Его вернули в тот же вестибюль, усадили на короткую бархатную скамеечку, вежливо порекомендовали сейчас в зал не входить, дождаться перерыва.

Тем и закончился инцидент.

В гостинице Иван Пантелеймонович осмотрел брюки. Следов дыры (там с блюдце выгорело) не было. Что удивительно – не было и следов ремонта. Он уж и наизнанку выворачивал брюки, и чуть не носом проелозил по месту катастрофы – не было следов! Все цвет в цвет – и никаких тебе шовчиков. Может, подменили на новые? Так опять же: где взяли точно такие? Сшили? Уж больно скоро. Разве что у них там, за ширмой, шибко крупный специалист сидел? Стахановец в своем деле? Или даже – двое-трое? Но и при таком раскладе одна деталь смущала Ивана Пантелеймоновича. У него на старых брюках, в интересном месте, пуговка имелась приметная, со щербинкой. Он еще пальцем об нее все время царапался. Так вот, пуговица осталась на том же месте. И в ту же сторону щербинкой повернутая. Чудеса!

Эта загадка так поразила Ивана Пантелеймоновича, что он на время, пока находился в Москве, словно бы позабыл про все предшествующее ей. Ну, забыл не забыл, а как-то поблекло оно, стушевалось.

Оказалось, однако, – лишь на время.

Вернувшись домой, Иван Пантелеймонович заболел непонятной болезнью.

Во-первых, он не смог курить трубку. Не вообще не смог, а так, как раньше, и в определенные моменты. Он раскуривал ее, окутывался дымком, собирался уже значительно прищуриться на собеседника – как вдруг чувствовал: не может! Наплывали тягостные видения: как давит его чугунной задницей человек из стены; как тащат его, полуобморочного, вниз по мраморным ступеням, а он ботинками по ним – тук-тук-тук-тук! Вставали перед лицом замороженные глаза этого… у притолоки, росли, заслоняли собой все и всех… Иван Пантелеймонович слепнул.
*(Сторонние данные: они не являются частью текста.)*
// SPDX-License-Identifier: MIT OR Apache-2.0

//! A subset of the libvirt domain description: the `<domain>` document with
//! disk and network-interface devices.

use std::sync::{Arc, OnceLock};

use transponster::leaf::{Leaf, Value};
use transponster::schema::{self, Node};
use transponster::slot::Slot;
use transponster::{Composite, Error, NameRef};

use crate::{
    leaf_row, opt_slot, take, take_opt_text, take_text, take_unsigned, text_of, text_slot,
    unsigned_of, wire_enum,
};

wire_enum! {
    /// The hypervisor driver, `<domain type=...>`.
    pub enum HvType, "hypervisor type" {
        Qemu = "qemu",
        Kvm = "kvm",
        Xen = "xen",
        Lxc = "lxc",
        Test = "test",
    }
}

wire_enum! {
    pub enum DiskDevice, "disk device" {
        Disk = "disk",
        Cdrom = "cdrom",
        Floppy = "floppy",
        Lun = "lun",
    }
}

wire_enum! {
    pub enum BusType, "bus type" {
        Ide = "ide",
        Scsi = "scsi",
        Virtio = "virtio",
        Usb = "usb",
        Sata = "sata",
    }
}

wire_enum! {
    pub enum OsType, "OS type" {
        Hvm = "hvm",
        Linux = "linux",
        Exe = "exe",
    }
}

wire_enum! {
    pub enum BootDev, "boot device" {
        Hd = "hd",
        Cdrom = "cdrom",
        Network = "network",
        Fd = "fd",
    }
}

wire_enum! {
    /// What to do at start when a disk's backing source is missing.
    pub enum StartupPolicy, "startup policy" {
        Mandatory = "mandatory",
        Requisite = "requisite",
        Optional = "optional",
    }
}

wire_enum! {
    pub enum VcpuPlacement, "vcpu placement" {
        Static = "static",
        Auto = "auto",
    }
}

wire_enum! {
    pub enum DriverCache, "driver cache" {
        Default = "default",
        None = "none",
        Writethrough = "writethrough",
        Writeback = "writeback",
        Directsync = "directsync",
        Unsafe = "unsafe",
    }
}

leaf_row!(fn serial_number, Leaf::token("serial number"));
leaf_row!(fn tap_device, Leaf::token("tap device"));
leaf_row!(fn model_type, Leaf::token("model type"));
leaf_row!(fn driver_name, Leaf::token("driver name"));
leaf_row!(fn driver_format, Leaf::token("driver format"));

/// The `<driver>` line of a disk: which backend opens the image and how.
#[derive(Clone, Debug, Eq, PartialEq)]
pub struct DiskDriver {
    pub name: String,

    /// Image format, `type=...`, e.g. "raw" or "qcow2".
    pub format: Option<String>,
    pub cache: Option<DriverCache>,
}

impl Composite for DiskDriver {
    fn schema() -> Arc<Node> {
        static SCHEMA: OnceLock<Arc<Node>> = OnceLock::new();
        SCHEMA
            .get_or_init(|| {
                schema::element(
                    NameRef::local("driver"),
                    schema::ordered(vec![
                        schema::attribute(NameRef::local("name"), driver_name()),
                        schema::optional(schema::attribute(
                            NameRef::local("type"),
                            driver_format(),
                        )),
                        schema::optional(schema::attribute(
                            NameRef::local("cache"),
                            DriverCache::leaf(),
                        )),
                    ]),
                )
            })
            .clone()
    }

    fn assemble(slot: Slot) -> Result<Self, Error> {
        let mut parts = slot.into_group()?.into_iter();
        Ok(DiskDriver {
            name: take_text(&mut parts)?,
            format: take_opt_text(&mut parts)?,
            cache: take(&mut parts)?
                .opt()
                .map(DriverCache::from_slot)
                .transpose()?,
        })
    }

    fn dissolve(&self) -> Slot {
        Slot::Group(vec![
            text_slot(&self.name),
            opt_slot(self.format.as_deref().map(text_slot)),
            opt_slot(self.cache.map(DriverCache::to_slot)),
        ])
    }
}

/// `<vcpu>`: the count as text, placement as an attribute.
#[derive(Clone, Debug, Eq, PartialEq)]
pub struct Vcpu {
    pub placement: Option<VcpuPlacement>,
    pub count: u64,
}

impl Composite for Vcpu {
    fn schema() -> Arc<Node> {
        static SCHEMA: OnceLock<Arc<Node>> = OnceLock::new();
        SCHEMA
            .get_or_init(|| {
                schema::element(
                    NameRef::local("vcpu"),
                    schema::ordered(vec![
                        schema::optional(schema::attribute(
                            NameRef::local("placement"),
                            VcpuPlacement::leaf(),
                        )),
                        schema::text(crate::positive_integer()),
                    ]),
                )
            })
            .clone()
    }

    fn assemble(slot: Slot) -> Result<Self, Error> {
        let mut parts = slot.into_group()?.into_iter();
        Ok(Vcpu {
            placement: take(&mut parts)?
                .opt()
                .map(VcpuPlacement::from_slot)
                .transpose()?,
            count: take_unsigned(&mut parts)?,
        })
    }

    fn dissolve(&self) -> Slot {
        Slot::Group(vec![
            opt_slot(self.placement.map(VcpuPlacement::to_slot)),
            Slot::Scalar(Value::Unsigned(self.count)),
        ])
    }
}

/// What backs a disk: a file in the host filesystem or a host block device.
///
/// Both shapes are a `<source>` element distinguished by attribute; the
/// file-backed arm is declared first and so wins if a document somehow
/// carries both attributes.
#[derive(Clone, Debug, Eq, PartialEq)]
pub enum DiskSource {
    File {
        file: String,
        startup_policy: Option<StartupPolicy>,
    },
    Block {
        dev: String,
    },
}

impl Composite for DiskSource {
    fn schema() -> Arc<Node> {
        static SCHEMA: OnceLock<Arc<Node>> = OnceLock::new();
        SCHEMA
            .get_or_init(|| {
                schema::element(
                    NameRef::local("source"),
                    schema::choice(vec![
                        schema::ordered(vec![
                            schema::attribute(NameRef::local("file"), crate::abs_file_path()),
                            schema::optional(schema::attribute(
                                NameRef::local("startupPolicy"),
                                StartupPolicy::leaf(),
                            )),
                        ]),
                        schema::attribute(NameRef::local("dev"), crate::abs_file_path()),
                    ]),
                )
            })
            .clone()
    }

    fn assemble(slot: Slot) -> Result<Self, Error> {
        let (arm, value) = slot.into_choice()?;
        match arm {
            0 => {
                let mut parts = value.into_group()?.into_iter();
                let file = take_text(&mut parts)?;
                let startup_policy = take(&mut parts)?
                    .opt()
                    .map(StartupPolicy::from_slot)
                    .transpose()?;
                Ok(DiskSource::File {
                    file,
                    startup_policy,
                })
            }
            1 => Ok(DiskSource::Block {
                dev: text_of(value)?,
            }),
            _ => Err(Error::invalid_state(format!("bad source arm {}", arm))),
        }
    }

    fn dissolve(&self) -> Slot {
        match self {
            DiskSource::File {
                file,
                startup_policy,
            } => Slot::choice(
                0,
                Slot::Group(vec![
                    text_slot(file),
                    opt_slot(startup_policy.map(StartupPolicy::to_slot)),
                ]),
            ),
            DiskSource::Block { dev } => Slot::choice(1, text_slot(dev)),
        }
    }
}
Но это была еще не сама болезнь. Такое-то можно было, наверное, объяснить. И превозмочь.

А вот другое, необъяснимое…

Иван Пантелеймонович сидел в кабинете один, за просторным своим столом. Сидел – ничем ничему. И внезапно начинал уменьшаться. Ощущал: уменьшается. И главное – видел! Руки, лежащие на столешнице, становились ма-а-аленькими-маленькими… и летели, проваливались вместе со столом. А следом, прикованный к рукам, летел вниз, сокращаясь в размерах до зерна, до маковой росинки, весь Иван Пантелеймонович. В тревоге опускал он взгляд ниже, под стол, – и видел: крохотные ножки его догоняют проваливающийся пол. И – бз-з-з! – тонко звенело в голове.

«Такой становлюсь – в микроскоп не рассмотришь», – объяснял эти свои состояния Иван Пантелеймонович.

Врачи покрутили его, повертели, пошептались между собой – ничего не установили. Сказали: наверное, это на нервной почве.

Ивана Пантелеймоновича отпустили с должности.

Жена Пелагея Карповна не ревела, страдала по-городскому, интеллигентно – с мокрым полотенцем на голове. Но ничего, оклемалась.

Дома, в деревне, болезнь скоро оставила Ивана Пантелеймоновича. Он опять стал работать на комбайне. Работал хорошо, хотя тот свой рекорд ему повторить больше ни разу не удалось.

Одно было неудобно по первости. Трубку он забросил, а от махорки успел отвыкнуть. Курил поэтому дорогие папиросы «Казбек» и «Северная Пальмира». Друзья-механизаторы называли их «наркомовскими», охотно угощались и за один перекур разоряли Ивана Пантелеймоновича в прах.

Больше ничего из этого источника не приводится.